## PROMPT
Show all lines of the listing that hold the word "Result".

## INFORMATION GIVEN
//! Adapter candidate records used by the Windows selection path.

use std::fmt;

use serde::{Deserialize, Serialize};
use thiserror::Error;

/// Field names reported by [`CandidateError::MissingField`].
pub mod field {
    /// The adapter device identifier (setting GUID).
    pub const DEVICE_ID: &str = "device_id";
    /// The IP connection metric.
    pub const CONNECTION_METRIC: &str = "connection_metric";
}

/// A candidate record that lacks data the selection path needs.
///
/// Only raised when the field is actually read; the selector excludes the
/// candidate instead of failing the whole selection.
#[derive(Debug, Clone, PartialEq, Eq, Error)]
pub enum CandidateError {
    /// A required field was not set on the record.
    #[error("Adapter record has no {field}")]
    MissingField {
        /// Name of the missing field
        field: &'static str,
    },
}

/// Read access to one adapter record.
///
/// # Design
///
/// The selector only reads `connection_metric` and `device_id` when the
/// decision needs them. Going through a trait lets tests observe exactly
/// which fields were read.
pub trait AdapterRecord {
    /// All addresses assigned to the adapter, IPv4 and IPv6 mixed, unvalidated.
    fn ip_addresses(&self) -> &[String];

    /// The IP connection metric. Lower values are preferred.
    ///
    /// # Errors
    ///
    /// Returns [`CandidateError::MissingField`] if the record has no metric.
    fn connection_metric(&self) -> Result<u32, CandidateError>;

    /// The stable device identifier embedded in binding-order entries.
    ///
    /// # Errors
    ///
    /// Returns [`CandidateError::MissingField`] if the record has no identifier.
    fn device_id(&self) -> Result<&str, CandidateError>;
}

/// A materialized adapter record.
///
/// # Examples
///
/// ```
/// use host_ipv4::network::{AdapterCandidate, AdapterRecord};
///
/// let adapter = AdapterCandidate::new(vec!["12.123.12.12".into()])
///     .with_device_id("{4AE6B55C-6DD6-427D-A5BB-13535D4BE926}")
///     .with_connection_metric(10);
///
/// assert_eq!(adapter.connection_metric(), Ok(10));
/// ```
#[derive(Debug, Clone, Default, PartialEq, Eq, Serialize, Deserialize)]
pub struct AdapterCandidate {
    /// Stable device identifier (e.g. `"{4AE6B55C-6DD6-427D-A5BB-13535D4BE926}"`).
    pub device_id: Option<String>,
    /// Assigned addresses in the order the system reported them.
    pub ip_addresses: Vec<String>,
    /// IP connection metric.
    pub connection_metric: Option<u32>,
}

impl AdapterCandidate {
    /// Creates a candidate with only addresses set.
    #[must_use]
    pub const fn new(ip_addresses: Vec<String>) -> Self {
        Self {
            device_id: None,
            ip_addresses,
            connection_metric: None,
        }
    }

    /// Sets the device identifier (builder pattern).
    #[must_use]
    pub fn with_device_id(mut self, device_id: impl Into<String>) -> Self {
        self.device_id = Some(device_id.into());
        self
    }

    /// Sets the connection metric (builder pattern).
    #[must_use]
    pub fn with_connection_metric(mut self, metric: u32) -> Self {
        self.connection_metric = Some(metric);
        self
    }
}

impl AdapterRecord for AdapterCandidate {
    fn ip_addresses(&self) -> &[String] {
        &self.ip_addresses
    }

    fn connection_metric(&self) -> Result<u32, CandidateError> {
        self.connection_metric
            .ok_or(CandidateError::MissingField {
                field: field::CONNECTION_METRIC,
            })
    }

    fn device_id(&self) -> Result<&str, CandidateError> {
        self.device_id.as_deref().ok_or(CandidateError::MissingField {
            field: field::DEVICE_ID,
        })
    }
}

impl fmt::Display for AdapterCandidate {
    fn fmt(&self, f: &mut fmt::Formatter<'_>) -> fmt::Result {
        write!(
            f,
            "{} [{}]",
            self.device_id.as_deref().unwrap_or("<no device id>"),
            self.ip_addresses.join(", ")
        )?;
        if let Some(metric) = self.connection_metric {
            write!(f, " metric {metric}")?;
        }
        Ok(())
    }
}

impl<T: AdapterRecord + ?Sized> AdapterRecord for &T {
    fn ip_addresses(&self) -> &[String] {
        (*self).ip_addresses()
    }

    fn connection_metric(&self) -> Result<u32, CandidateError> {
        (*self).connection_metric()
    }

    fn device_id(&self) -> Result<&str, CandidateError> {
        (*self).device_id()
    }
}
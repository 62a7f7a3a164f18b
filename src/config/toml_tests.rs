//! Tests for TOML configuration parsing.

use super::toml::{TomlConfig, default_config_template};

mod parsing {
    use super::*;

    #[test]
    fn parse_empty_config() {
        let config = TomlConfig::parse("").unwrap();

        assert!(config.resolve.strategy.is_none());
        assert!(!config.resolve.host_fallback);
        assert!(config.ifconfig.program.is_none());
        assert!(config.ifconfig.args.is_empty());
        assert!(config.output.format.is_none());
    }

    #[test]
    fn parse_resolve_section() {
        let toml = r#"
            [resolve]
            strategy = "ifconfig"
            host_fallback = true
            hostname = "web01.example.com"
        "#;

        let config = TomlConfig::parse(toml).unwrap();
        let resolve = &config.resolve;

        assert_eq!(resolve.strategy.as_deref(), Some("ifconfig"));
        assert!(resolve.host_fallback);
        assert_eq!(resolve.hostname.as_deref(), Some("web01.example.com"));
    }

    #[test]
    fn parse_ifconfig_section() {
        let toml = r#"
            [ifconfig]
            program = "/usr/sbin/ifconfig"
            args = ["-a"]
            input = "~/ifconfig.txt"
        "#;

        let config = TomlConfig::parse(toml).unwrap();
        let ifconfig = &config.ifconfig;

        assert_eq!(ifconfig.program.as_deref(), Some("/usr/sbin/ifconfig"));
        assert_eq!(ifconfig.args, vec!["-a"]);
        assert_eq!(ifconfig.input.as_deref(), Some("~/ifconfig.txt"));
    }

    #[test]
    fn parse_output_section() {
        let toml = r#"
            [output]
            format = "json"
        "#;

        let config = TomlConfig::parse(toml).unwrap();
        assert_eq!(config.output.format.as_deref(), Some("json"));
    }

    #[test]
    fn values_are_kept_verbatim_for_validation() {
        // Unknown enum values are rejected later, with a clearer error
        let toml = r#"
            [resolve]
            strategy = "wmi"
        "#;

        let config = TomlConfig::parse(toml).unwrap();
        assert_eq!(config.resolve.strategy.as_deref(), Some("wmi"));
    }
}

mod errors {
    use super::*;
    use crate::config::ConfigError;

    #[test]
    fn unknown_section_is_rejected() {
        let toml = r#"
            [webhook]
            url = "https://example.com"
        "#;

        assert!(matches!(
            TomlConfig::parse(toml),
            Err(ConfigError::TomlParse(_))
        ));
    }

    #[test]
    fn unknown_field_is_rejected() {
        let toml = r#"
            [ifconfig]
            programme = "/sbin/ifconfig"
        "#;

        assert!(TomlConfig::parse(toml).is_err());
    }

    #[test]
    fn wrong_type_is_rejected() {
        let toml = r#"
            [resolve]
            host_fallback = "yes"
        "#;

        assert!(TomlConfig::parse(toml).is_err());
    }

    #[test]
    fn invalid_syntax_is_rejected() {
        assert!(TomlConfig::parse("[resolve").is_err());
    }

    #[test]
    fn load_missing_file_is_file_read_error() {
        let dir = tempfile::tempdir().unwrap();
        let path = dir.path().join("missing.toml");

        assert!(matches!(
            TomlConfig::load(&path),
            Err(ConfigError::FileRead { .. })
        ));
    }
}

mod loading {
    use super::*;
    use std::io::Write;

    #[test]
    fn load_from_file() {
        let mut file = tempfile::NamedTempFile::new().unwrap();
        writeln!(file, "[output]\nformat = \"json\"").unwrap();

        let config = TomlConfig::load(file.path()).unwrap();
        assert_eq!(config.output.format.as_deref(), Some("json"));
    }
}

mod template {
    use super::*;

    #[test]
    fn default_template_parses() {
        let template = default_config_template();
        let config = TomlConfig::parse(&template).unwrap();

        // Everything is commented out, so built-in defaults apply
        assert!(config.resolve.strategy.is_none());
        assert!(!config.resolve.host_fallback);
        assert!(config.output.format.is_none());
    }

    #[test]
    fn default_template_documents_every_section() {
        let template = default_config_template();

        assert!(template.contains("[resolve]"));
        assert!(template.contains("[ifconfig]"));
        assert!(template.contains("[output]"));
        assert!(template.contains("host_fallback"));
    }
}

## RESPONSE BOX
    fn connection_metric(&self) -> Result<u32, CandidateError>;
    fn device_id(&self) -> Result<&str, CandidateError>;
    fn connection_metric(&self) -> Result<u32, CandidateError> {
    fn device_id(&self) -> Result<&str, CandidateError> {
    fn fmt(&self, f: &mut fmt::Formatter<'_>) -> fmt::Result {
    fn connection_metric(&self) -> Result<u32, CandidateError> {
    fn device_id(&self) -> Result<&str, CandidateError> {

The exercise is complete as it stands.